• Data items:
^^^^^^^^^^^^^^^^
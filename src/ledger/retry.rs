use std::future::Future;
use std::time::Duration;

use tokio_util::sync::CancellationToken;

/// Error substrings that identify a rate-limited RPC response.
///
/// Matched against the lowercased error chain; a ledger integration whose
/// rate-limit errors contain none of these will not be retried.
const RATE_LIMIT_MARKERS: [&str; 4] = [
    "rate limit",
    "429",
    "too many requests",
    "over rate limit",
];

/// Retry policy for ledger reads.
#[derive(Debug, Clone)]
pub struct RetryPolicy {
    pub max_attempts: u32,
    pub base_delay: Duration,
}

impl Default for RetryPolicy {
    fn default() -> Self {
        Self {
            max_attempts: 5,
            base_delay: Duration::from_millis(2000),
        }
    }
}

/// Check whether an error chain carries a rate-limit signature.
pub fn is_rate_limited(err: &anyhow::Error) -> bool {
    let message = format!("{err:#}").to_lowercase();
    RATE_LIMIT_MARKERS
        .iter()
        .any(|marker| message.contains(marker))
}

/// Retry `op` with exponential backoff on rate-limited failures.
///
/// Any other error fails fast on the first attempt: a reverted call or a bad
/// address will not heal by waiting. The backoff sleep is raced against
/// `cancel` so shutdown never waits out the remaining delay.
pub async fn with_retry<T, F, Fut>(
    policy: &RetryPolicy,
    cancel: &CancellationToken,
    op: F,
) -> anyhow::Result<T>
where
    F: Fn() -> Fut,
    Fut: Future<Output = anyhow::Result<T>>,
{
    let mut last_error: Option<anyhow::Error> = None;

    for attempt in 0..policy.max_attempts {
        match op().await {
            Ok(value) => return Ok(value),
            Err(e) => {
                if !is_rate_limited(&e) {
                    return Err(e);
                }
                last_error = Some(e);

                if attempt + 1 < policy.max_attempts {
                    let delay = policy.base_delay * 2_u32.pow(attempt);
                    tokio::select! {
                        _ = tokio::time::sleep(delay) => {},
                        _ = cancel.cancelled() => {
                            anyhow::bail!("retry aborted by cancellation");
                        },
                    }
                }
            },
        }
    }

    Err(match last_error {
        Some(e) => e.context(format!(
            "max retries exceeded after {} attempts",
            policy.max_attempts
        )),
        None => anyhow::anyhow!(
            "max retries exceeded after {} attempts",
            policy.max_attempts
        ),
    })
}
use config::{Config, ConfigError, File};
use serde::Deserialize;

/// PostgreSQL database connection configuration.
///
/// Used for storing:
/// - Avatar mirror records
/// - Sync checkpoints
/// - The invocation lease
#[derive(Debug, Deserialize, Clone)]
pub struct PostgresSettings {
    pub host: String,
    pub port: u16,
    pub user: String,
    pub password: String,
    pub database: String,
    #[serde(default = "default_pool_size")]
    pub pool_size: usize,
}

fn default_pool_size() -> usize {
    16
}

/// Avatar NFT contract and RPC configuration.
///
/// The retry settings cover every contract read; rate limits of hosted
/// RPC providers are the main constraint on sync throughput.
#[derive(Debug, Deserialize, Clone)]
pub struct LedgerSettings {
    pub rpc_url: String,
    pub contract_address: String,
    #[serde(default = "default_max_retries")]
    pub max_retries: u32,
    #[serde(default = "default_retry_base_delay_ms")]
    pub retry_base_delay_ms: u64,
}

fn default_max_retries() -> u32 {
    5
}

fn default_retry_base_delay_ms() -> u64 {
    2000
}

/// Sync pipeline defaults, overridable per invocation from the CLI.
#[derive(Debug, Deserialize, Clone)]
pub struct SyncSettings {
    #[serde(default = "default_batch_size")]
    pub batch_size: u64,
    #[serde(default = "default_batch_delay_ms")]
    pub batch_delay_ms: u64,
    #[serde(default = "default_lease_ttl_secs")]
    pub lease_ttl_secs: u64,
}

fn default_batch_size() -> u64 {
    100
}

fn default_batch_delay_ms() -> u64 {
    3000
}

fn default_lease_ttl_secs() -> u64 {
    300
}

impl Default for SyncSettings {
    fn default() -> Self {
        Self {
            batch_size: default_batch_size(),
            batch_delay_ms: default_batch_delay_ms(),
            lease_ttl_secs: default_lease_ttl_secs(),
        }
    }
}

/// Root application configuration.
///
/// Loaded from `config.yaml` at startup.
#[derive(Debug, Deserialize, Clone)]
pub struct Settings {
    pub postgres: PostgresSettings,
    pub ledger: LedgerSettings,
    #[serde(default)]
    pub sync: SyncSettings,
}

impl Settings {
    pub fn new() -> Result<Self, ConfigError> {
        let s = Config::builder()
            .add_source(File::with_name("config"))
            .build()?;

        let settings: Settings = s.try_deserialize()?;

        Ok(settings)
    }
}
mod driver;
mod events;
mod reconciler;

pub use driver::{SyncDriver, SyncOptions, CHECKPOINT_KIND};
pub use events::{ProgressData, SyncEvent, SyncSummary};
pub use reconciler::{reconcile_token, ReconcileOutcome};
^^^^^^^^^^^^^^^^
• Problem to work on: All lines above containing the string "usize" are to be collected.

• Response area:
    pub pool_size: usize,
fn default_pool_size() -> usize {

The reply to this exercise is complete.